## PROBLEM TO SOLVE
Write out again, exactly, the lines below starting at the one with "EDGES = Direct Similarity\n\" and ending at the one with "const TREE_LEGEND: &str".
____________
//! Painted heatmaps: the language similarity matrix and the
//! topic x language-pair deviation grid.

use crate::charts::plotter::{ChartPlotter, PANEL_BG};
use crate::data::languages::full_name;
use crate::data::SimilarityMatrix;
use crate::stats::{DeviationGrid, DEVIATION_LABEL_MIN};
use egui::epaint::TextShape;
use egui::{pos2, vec2, Align2, Color32, FontId, Rect, Sense, Stroke, Vec2};

/// Fixed geometry of a painted grid.
#[derive(Debug, Clone, Copy, PartialEq)]
pub struct GridLayout {
    pub left_margin: f32,
    pub top_margin: f32,
    pub cell: Vec2,
    pub rows: usize,
    pub cols: usize,
}

impl GridLayout {
    pub const DEVIATION: GridLayout = GridLayout {
        left_margin: 160.0,
        top_margin: 140.0,
        cell: Vec2::new(60.0, 25.0),
        rows: 0,
        cols: 0,
    };

    pub const MATRIX: GridLayout = GridLayout {
        left_margin: 110.0,
        top_margin: 30.0,
        cell: Vec2::new(72.0, 28.0),
        rows: 0,
        cols: 0,
    };

    pub fn sized(self, rows: usize, cols: usize) -> Self {
        Self { rows, cols, ..self }
    }

    pub fn total_size(&self) -> Vec2 {
        vec2(
            self.left_margin + self.cols as f32 * self.cell.x + 50.0,
            self.top_margin + self.rows as f32 * self.cell.y + 50.0,
        )
    }

    /// Cell under `offset`, measured from the grid's top-left corner.
    pub fn cell_at(&self, offset: Vec2) -> Option<(usize, usize)> {
        let x = offset.x - self.left_margin;
        let y = offset.y - self.top_margin;
        if x < 0.0 || y < 0.0 {
            return None;
        }
        let col = (x / self.cell.x) as usize;
        let row = (y / self.cell.y) as usize;
        (row < self.rows && col < self.cols).then_some((row, col))
    }

    fn cell_rect(&self, origin: egui::Pos2, row: usize, col: usize) -> Rect {
        let min = origin
            + vec2(
                self.left_margin + col as f32 * self.cell.x,
                self.top_margin + row as f32 * self.cell.y,
            );
        Rect::from_min_size(min, self.cell - vec2(1.0, 1.0))
    }
}

/// Text for a deviation cell, `None` when the value is too small to label.
pub fn deviation_text(value: f64) -> Option<String> {
    (value.abs() > DEVIATION_LABEL_MIN).then(|| format!("{value:+.2}"))
}

/// Fill, text and text color of one similarity matrix cell.
#[derive(Debug, Clone, PartialEq)]
struct CellStyle {
    fill: Color32,
    text: String,
    text_color: Color32,
}

fn matrix_cell(matrix: &SimilarityMatrix, row: usize, col: usize) -> CellStyle {
    if matrix.is_missing(row, col) {
        return CellStyle {
            fill: Color32::from_gray(50),
            text: "-".to_string(),
            text_color: Color32::GRAY,
        };
    }
    let value = matrix.cell(row, col);
    CellStyle {
        fill: ChartPlotter::similarity_cell_color(value),
        text: format!("{value:.2}"),
        text_color: Color32::BLACK,
    }
}

fn empty_notice(ui: &mut egui::Ui, text: &str) {
    ui.centered_and_justified(|ui| {
        ui.label(egui::RichText::new(text).color(Color32::WHITE));
    });
}

/// Language x language similarity matrix.
pub fn draw_similarity_matrix(ui: &mut egui::Ui, matrix: &SimilarityMatrix) {
    let n = matrix.languages.len();
    if n == 0 {
        empty_notice(ui, "No similarity data for this selection");
        return;
    }
    let layout = GridLayout::MATRIX.sized(n, n);

    egui::ScrollArea::both().auto_shrink([false; 2]).show(ui, |ui| {
        let (rect, _) = ui.allocate_exact_size(layout.total_size(), Sense::hover());
        let painter = ui.painter_at(rect);
        painter.rect_filled(rect, 0.0, PANEL_BG);
        let font = FontId::proportional(12.0);

        for (i, code) in matrix.languages.iter().enumerate() {
            let header = layout.cell_rect(rect.min, 0, i);
            painter.text(
                pos2(header.center().x, rect.min.y + layout.top_margin / 2.0),
                Align2::CENTER_CENTER,
                full_name(code),
                font.clone(),
                Color32::LIGHT_GRAY,
            );
            let row = layout.cell_rect(rect.min, i, 0);
            painter.text(
                pos2(rect.min.x + layout.left_margin - 8.0, row.center().y),
                Align2::RIGHT_CENTER,
                full_name(code),
                font.clone(),
                Color32::LIGHT_GRAY,
            );
        }

        for row in 0..n {
            for col in 0..n {
                let cell = layout.cell_rect(rect.min, row, col);
                let style = matrix_cell(matrix, row, col);
                painter.rect_filled(cell, 0.0, style.fill);
                painter.text(
                    cell.center(),
                    Align2::CENTER_CENTER,
                    style.text,
                    font.clone(),
                    style.text_color,
                );
            }
        }
    });
}

/// Topic x language-pair deviation heatmap. The hovered cell is outlined
/// and its topic, pair and value are shown in a tooltip.
pub fn draw_deviation_grid(ui: &mut egui::Ui, grid: &DeviationGrid) {
    if grid.is_empty() {
        empty_notice(ui, "No data available to display heatmap");
        return;
    }
    let layout = GridLayout::DEVIATION.sized(grid.topics.len(), grid.pairs.len());

    egui::ScrollArea::both().auto_shrink([false; 2]).show(ui, |ui| {
        let (rect, response) = ui.allocate_exact_size(layout.total_size(), Sense::hover());
        let painter = ui.painter_at(rect);
        painter.rect_filled(rect, 0.0, PANEL_BG);
        let font = FontId::proportional(12.0);

        let hovered = response
            .hover_pos()
            .and_then(|p| layout.cell_at(p - rect.min));

        for col in 0..grid.pairs.len() {
            let x = rect.min.x + layout.left_margin + col as f32 * layout.cell.x + layout.cell.x / 2.0;
            let y = rect.min.y + layout.top_margin - 10.0;
            let galley = painter.layout_no_wrap(grid.pair_label(col), font.clone(), Color32::LIGHT_GRAY);
            painter.add(
                TextShape::new(pos2(x, y), galley, Color32::LIGHT_GRAY)
                    .with_angle(-std::f32::consts::FRAC_PI_4),
            );
        }

        for (row, topic) in grid.topics.iter().enumerate() {
            let label_rect = layout.cell_rect(rect.min, row, 0);
            painter.text(
                pos2(rect.min.x + 10.0, label_rect.center().y),
                Align2::LEFT_CENTER,
                topic,
                font.clone(),
                Color32::WHITE,
            );

            for col in 0..grid.pairs.len() {
                let cell = layout.cell_rect(rect.min, row, col);
                match grid.get(row, col) {
                    Some(value) => {
                        painter.rect_filled(cell, 0.0, ChartPlotter::deviation_color(value));
                        if let Some(text) = deviation_text(value) {
                            painter.text(
                                cell.center(),
                                Align2::CENTER_CENTER,
                                text,
                                font.clone(),
                                Color32::WHITE,
                            );
                        }
                    }
                    None => {
                        painter.rect_stroke(cell, 0.0, Stroke::new(1.0, Color32::from_gray(50)));
                        painter.text(
                            cell.center(),
                            Align2::CENTER_CENTER,
                            "-",
                            font.clone(),
                            Color32::from_gray(70),
                        );
                    }
                }
                if hovered == Some((row, col)) {
                    painter.rect_stroke(cell, 0.0, Stroke::new(2.0, Color32::YELLOW));
                }
            }
        }

        if let Some((row, col)) = hovered {
            let value = grid
                .get(row, col)
                .map_or_else(|| "-".to_string(), |v| format!("{v:+.3}"));
            response.on_hover_text(format!(
                "{}\n{}\nΔ {}",
                grid.topics[row],
                grid.pair_label(col),
                value
            ));
        }
    });
}
//! Communities & Clusters tab: language community graph and the semantic
//! topic tree.

use crate::charts::{ChartPlotter, ForceGraph, LinkSpec, NodeSpec};
use crate::data::languages::full_name;
use crate::data::{DataProcessor, DataSet, Scope, TopicGroup};
use crate::gui::control_panel::UserSettings;
use crate::gui::widgets::info_panel;
use egui::{Color32, RichText};

const EDGE_COLOR: Color32 = Color32::from_gray(0x55);

const GRAPH_LEGEND: &str = "NODES = Languages\n\
COLORS = Detected Families (Communities)\n\
EDGES = Direct Similarity\n\
THICKNESS = Stronger relationship\n\
USE CASE: Verify if the model correctly identified groupings like 'Romance', 'Slavic', or 'Germanic'.";

const TREE_LEGEND: &str = "SEMANTIC COHESION: This tree groups Topics that share similar linguistic patterns.\n\
MEANING: If topics are in the same folder, it means languages tend to borrow/evolve \
words in these fields in the exact same way.";

pub struct CommunityTab {
    graph: ForceGraph,
    groups: Vec<TopicGroup>,
}

impl CommunityTab {
    pub fn new() -> Self {
        Self {
            graph: ForceGraph::new("language_clusters"),
            groups: Vec::new(),
        }
    }

    pub fn refresh(&mut self, ds: &DataSet, settings: &UserSettings) {
        self.groups = DataProcessor::topic_tree(ds, &settings.scope);

        let Some(communities) = DataProcessor::communities_for(ds, &settings.scope)
            .filter(|c| !c.is_empty())
        else {
            self.graph.clear();
            self.graph.set_message(Some(format!(
                "No community data for {}",
                settings.scope.label()
            )));
            return;
        };

        self.graph.set_nodes(
            communities
                .iter()
                .map(|(lang, &id)| {
                    NodeSpec::new(
                        lang.as_str(),
                        full_name(lang),
                        ChartPlotter::community_color(id),
                        14.0,
                    )
                    .outline(egui::Stroke::new(1.0, Color32::from_gray(0x22)))
                })
                .collect(),
        );

        let map = DataProcessor::similarity_for(ds, &settings.scope);
        self.graph.set_links(
            DataProcessor::cluster_edges(communities, map)
                .into_iter()
                .map(|edge| LinkSpec {
                    color: EDGE_COLOR,
                    width: edge.width(),
                    label: None,
                    visible: true,
                    a: edge.a,
                    b: edge.b,
                })
                .collect(),
        );
        self.graph.set_message(None);
    }

    /// Returns a topic picked from the tree.
    pub fn show(&mut self, ui: &mut egui::Ui) -> Option<Scope> {
        let mut picked = None;

        egui::SidePanel::right("topic_tree")
            .resizable(true)
            .default_width(ui.available_width() / 2.0)
            .show_inside(ui, |ui| {
                ui.label(RichText::new("Semantic Topic Groups").strong());
                egui::TopBottomPanel::bottom("tree_legend")
                    .resizable(false)
                    .show_inside(ui, |ui| {
                        info_panel(ui, "Semantic Groups", TREE_LEGEND);
                    });
                egui::CentralPanel::default().show_inside(ui, |ui| {
                    egui::ScrollArea::vertical()
                        .auto_shrink([false; 2])
                        .show(ui, |ui| {
                            egui::CollapsingHeader::new("All Topics")
                                .default_open(true)
                                .show(ui, |ui| {
                                    for group in &self.groups {
                                        let mut title = RichText::new(&group.label);
                                        if group.is_current {
                                            title = title.strong().color(Color32::YELLOW);
                                        }
                                        egui::CollapsingHeader::new(title)
                                            .id_salt(("semantic_group", group.id))
                                            .default_open(true)
                                            .show(ui, |ui| {
                                                for topic in &group.topics {
                                                    if ui.selectable_label(false, topic).clicked() {
                                                        picked = Some(Scope::Topic(topic.clone()));
                                                    }
                                                }
                                            });
                                    }
                                });
                        });
                });
            });

        egui::CentralPanel::default().show_inside(ui, |ui| {
            ui.label(RichText::new("Language Communities").strong());
            egui::TopBottomPanel::bottom("cluster_legend")
                .resizable(false)
                .show_inside(ui, |ui| {
                    info_panel(ui, "How to read this graph?", GRAPH_LEGEND);
                });
            egui::CentralPanel::default().show_inside(ui, |ui| {
                self.graph.show(ui);
            });
        });

        picked
    }
}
____________
## TASK OUTPUT
EDGES = Direct Similarity\n\
THICKNESS = Stronger relationship\n\
USE CASE: Verify if the model correctly identified groupings like 'Romance', 'Slavic', or 'Germanic'.";

const TREE_LEGEND: &str = "SEMANTIC COHESION: This tree groups Topics that share similar linguistic patterns.\n\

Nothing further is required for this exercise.